No importa si le cargamos al emperador romano Augusto, al rey español Carlos III o a Napoleón Bonaparte la frase que en distintas versiones ha perdurado hasta los días que corren de «vísteme despacio que tengo prisa». Más interesa su esencia y valor intrínseco porque va con lo que se ejecuta con impensada precipitación, improvisadamente, para procurar el ruidoso efecto inmediato antes que los resultados sólidos.
Lo que lectores de Acuse de recibo, y otros espacios de algunos de nuestros medios, hacen desfilar ante nuestros ojos bien pudiera conformar un catauro de desaguisados e insensibilidades, que al igual que las penas de la canción de Lecuona, «son tantas que se atropellan», y por lo visto no matan aunque sea de vergüenza a tantos irresponsables indolentes ante el deber de servicio a la población.
Tal vez, si se salieran lo suficiente del mundillo rutinario y burocrático de recargadas y abrumadoras estructuras institucionales y se sumergieran en la vida real de los ciudadanos, entenderían con profundidad acerca de padecimientos, anhelos y reclamos. Y no como quien mira desde una nave aérea un paisaje distante, o en el mejor de los casos realiza una excursión efímera, sin tocar tierra, por solo cumplir con un formal acto de presencia, sino para poner hombro con hombro en la búsqueda de soluciones viables y suministrar información esclarecedora.
Una de las prácticas más nefastas consiste en convertir lo emergente en definitivo, lo provisorio en eterno, sin apuntar una perspectiva a familias afectadas, como es el caso de aquel albergue de tránsito que, si bien en efecto libró a esas personas de peligros inminentes, las expuso a otros, como por ejemplo cuando se dejó que aguas albañales invadieran los recintos con todas sus potenciales consecuencias porque, al parecer, se dio por concluida la obligación institucional.
Aunque sea «llover sobre mojado», no se puede dejar de mencionar como expresión de ese actuar «al tun tun», el acumulado problema de los edificios de apartamentos a medio hacer, que se han convertido en años de pesadillas para quienes se han esforzado por la justa aspiración de un techo adecuado, lo que, por cierto, recientes disposiciones tienden a facilitar mediante la gestión constructiva personal.

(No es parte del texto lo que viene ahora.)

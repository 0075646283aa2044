//! Bounded FIFO of `Copy` items with blocking send and receive.
//!
//! A blocked sender or receiver is woken when space or an item shows up and
//! then retries; its original deadline still applies.

use super::{current, park, WaitList, Waiter};
use crate::arch::{tick_before, Port, Tick};
use crate::error::SyncError;
use crate::scheduler::Scheduler;
use crate::sync::IrqLock;
use crate::task::TaskHandle;

struct QueueState<T: Copy, const N: usize> {
    buf: [Option<T>; N],
    head: usize,
    len: usize,
    senders: WaitList,
    receivers: WaitList,
}

impl<T: Copy, const N: usize> QueueState<T, N> {
    fn push(&mut self, item: T) -> bool {
        if self.len == N {
            return false;
        }
        self.buf[(self.head + self.len) % N] = Some(item);
        self.len += 1;
        true
    }

    fn pop(&mut self) -> Option<T> {
        if self.len == 0 {
            return None;
        }
        let item = self.buf[self.head].take();
        self.head = (self.head + 1) % N;
        self.len -= 1;
        item
    }
}

pub struct Queue<T: Copy, const N: usize> {
    state: IrqLock<QueueState<T, N>>,
}

/// Ticks left until `deadline`, or `Some(0)` once it has passed.
fn remaining(now: Tick, deadline: Option<Tick>) -> Option<Tick> {
    deadline.map(|d| {
        if tick_before(now, d) {
            d.wrapping_sub(now)
        } else {
            0
        }
    })
}

impl<T: Copy, const N: usize> Queue<T, N> {
    pub const fn new() -> Self {
        Self {
            state: IrqLock::new(QueueState {
                buf: [None; N],
                head: 0,
                len: 0,
                senders: WaitList::new(),
                receivers: WaitList::new(),
            }),
        }
    }

    pub const fn capacity(&self) -> usize {
        N
    }

    pub fn len(&self) -> usize {
        self.state.lock().len
    }

    pub fn is_empty(&self) -> bool {
        self.len() == 0
    }

    pub fn try_send<P: Port>(&self, sched: &Scheduler<'_, P>, item: T) -> Result<(), SyncError> {
        let mut s = self.state.lock();
        if !s.push(item) {
            return Err(SyncError::Full);
        }
        s.receivers.serve_first(sched);
        Ok(())
    }

    pub fn try_receive<P: Port>(&self, sched: &Scheduler<'_, P>) -> Result<T, SyncError> {
        let mut s = self.state.lock();
        let item = s.pop().ok_or(SyncError::WouldBlock)?;
        s.senders.serve_first(sched);
        Ok(item)
    }

    /// Append `item`, waiting up to `timeout` ticks for space.
    pub fn send<P: Port>(
        &self,
        sched: &Scheduler<'_, P>,
        item: T,
        timeout: Option<Tick>,
    ) -> Result<(), SyncError> {
        let deadline = super::deadline(sched, timeout);
        loop {
            let me = {
                let mut s = self.state.lock();
                if s.push(item) {
                    s.receivers.serve_first(sched);
                    return Ok(());
                }
                let me = current(sched)?;
                match remaining(sched.port().now(), deadline) {
                    Some(0) if timeout == Some(0) => return Err(SyncError::Full),
                    Some(0) => return Err(SyncError::Timeout),
                    left => park(&mut s.senders, sched, Waiter::new(me), left)?,
                }
                me
            };
            sched.task_resume_current(me);
            self.finish(me, |s| &mut s.senders)?;
        }
    }

    /// Take the oldest item, waiting up to `timeout` ticks for one.
    pub fn receive<P: Port>(
        &self,
        sched: &Scheduler<'_, P>,
        timeout: Option<Tick>,
    ) -> Result<T, SyncError> {
        let deadline = super::deadline(sched, timeout);
        loop {
            let me = {
                let mut s = self.state.lock();
                if let Some(item) = s.pop() {
                    s.senders.serve_first(sched);
                    return Ok(item);
                }
                let me = current(sched)?;
                match remaining(sched.port().now(), deadline) {
                    Some(0) if timeout == Some(0) => return Err(SyncError::WouldBlock),
                    Some(0) => return Err(SyncError::Timeout),
                    left => park(&mut s.receivers, sched, Waiter::new(me), left)?,
                }
                me
            };
            sched.task_resume_current(me);
            self.finish(me, |s| &mut s.receivers)?;
        }
    }

    /// Dequeue `who` after a wait; `Ok` if it was woken to retry.
    fn finish(
        &self,
        who: TaskHandle,
        list: impl FnOnce(&mut QueueState<T, N>) -> &mut WaitList,
    ) -> Result<(), SyncError> {
        let mut s = self.state.lock();
        match list(&mut *s).take(who) {
            Some(w) if w.woken => Ok(()),
            _ => Err(SyncError::Timeout),
        }
    }
}

impl<T: Copy, const N: usize> Default for Queue<T, N> {
    fn default() -> Self {
        Self::new()
    }
}

#[cfg(test)]
mod tests {
    use super::*;
    use crate::config::WEIGHT_NORMAL;
    use crate::task::TaskState;
    use crate::testing::*;

    #[test]
    fn test_fifo_with_wraparound() {
        let s = fixture();
        let q: Queue<u8, 3> = Queue::new();
        assert_eq!(q.capacity(), 3);
        for i in 0..3 {
            q.try_send(s, i).unwrap();
        }
        assert_eq!(q.try_send(s, 9), Err(SyncError::Full));
        assert_eq!(q.try_receive(s), Ok(0));
        q.try_send(s, 3).unwrap();
        let out: Vec<u8> = (0..3).map(|_| q.try_receive(s).unwrap()).collect();
        assert_eq!(out, vec![1, 2, 3]);
        assert_eq!(q.try_receive(s), Err(SyncError::WouldBlock));
        assert!(q.is_empty());
    }

    #[test]
    fn test_send_wakes_blocked_receiver() {
        let s = fixture();
        let rx = spawn(s, WEIGHT_NORMAL);
        let q: Queue<u32, 2> = Queue::new();
        park(&mut q.state.lock().receivers, s, Waiter::new(rx), None).unwrap();
        assert_eq!(s.task_state(rx), Ok(TaskState::Blocked));

        q.try_send(s, 7).unwrap();
        assert_eq!(s.task_state(rx), Ok(TaskState::Ready));
        assert_eq!(q.finish(rx, |s| &mut s.receivers), Ok(()));
        assert_eq!(q.try_receive(s), Ok(7));
    }

    #[test]
    fn test_receive_wakes_blocked_sender() {
        let s = fixture();
        let tx = spawn(s, WEIGHT_NORMAL);
        let q: Queue<u32, 1> = Queue::new();
        q.try_send(s, 1).unwrap();
        park(&mut q.state.lock().senders, s, Waiter::new(tx), Some(50)).unwrap();
        assert_eq!(s.task_state(tx), Ok(TaskState::Sleeping));

        assert_eq!(q.try_receive(s), Ok(1));
        assert_eq!(s.task_state(tx), Ok(TaskState::Ready));
    }

    #[test]
    fn test_blocking_calls_time_out_on_hosted_port() {
        let s = fixture();
        let a = spawn_on(s, 0, WEIGHT_NORMAL);
        assert_eq!(dispatch(s, 0), Some(a));
        let q: Queue<u16, 1> = Queue::new();
        assert_eq!(q.receive(s, Some(0)), Err(SyncError::WouldBlock));
        assert_eq!(q.receive(s, Some(5)), Err(SyncError::Timeout));
        q.send(s, 11, None).unwrap();
        assert_eq!(q.send(s, 12, Some(0)), Err(SyncError::Full));
        assert_eq!(q.send(s, 12, Some(5)), Err(SyncError::Timeout));
        assert_eq!(q.receive(s, None), Ok(11));
        assert_eq!(s.task_state(a), Ok(TaskState::Running));
    }
}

Fenómenos parecidos se manifiestan también en la esfera de los servicios, a causa de lo que en un comentario anterior señalé como «falta de fijador», y hace poco la citada sección para los lectores lo enriqueció con creces al narrar las frustraciones experimentadas por excursionistas cubanos a Varadero, que pagaron en CUC.
De todos estos casos, y otros muchos más que han salido públicamente a flote, un concepto común emerge: la falta o la mala planificación, que, junto con las buenas intenciones, también han empedrado el camino del infierno. Y si no logramos apropiarnos a plena conciencia de una cultura de la planificación para cuanto haya que realizar, estaremos condenados a mal vivir de los embullos súbitos y estériles.
El valor de la planificación radica en contar con lo que se tiene y se puede —sin promesas ilusorias y luego decepcionantes, que desacreditan y merman la confianza—; en avanzar, mucho o poco, con paso firme, previendo riesgos, inconvenientes y alternativas variables; en la participación multifactorial eslabonada y como un haz unido en propósitos.
La prisa, por el contrario, entorpece y retrasa. Fue León Tolstoi, en La guerra y la paz, quien puso en boca de uno de sus personajes el aserto de que la prisa solo provoca demora.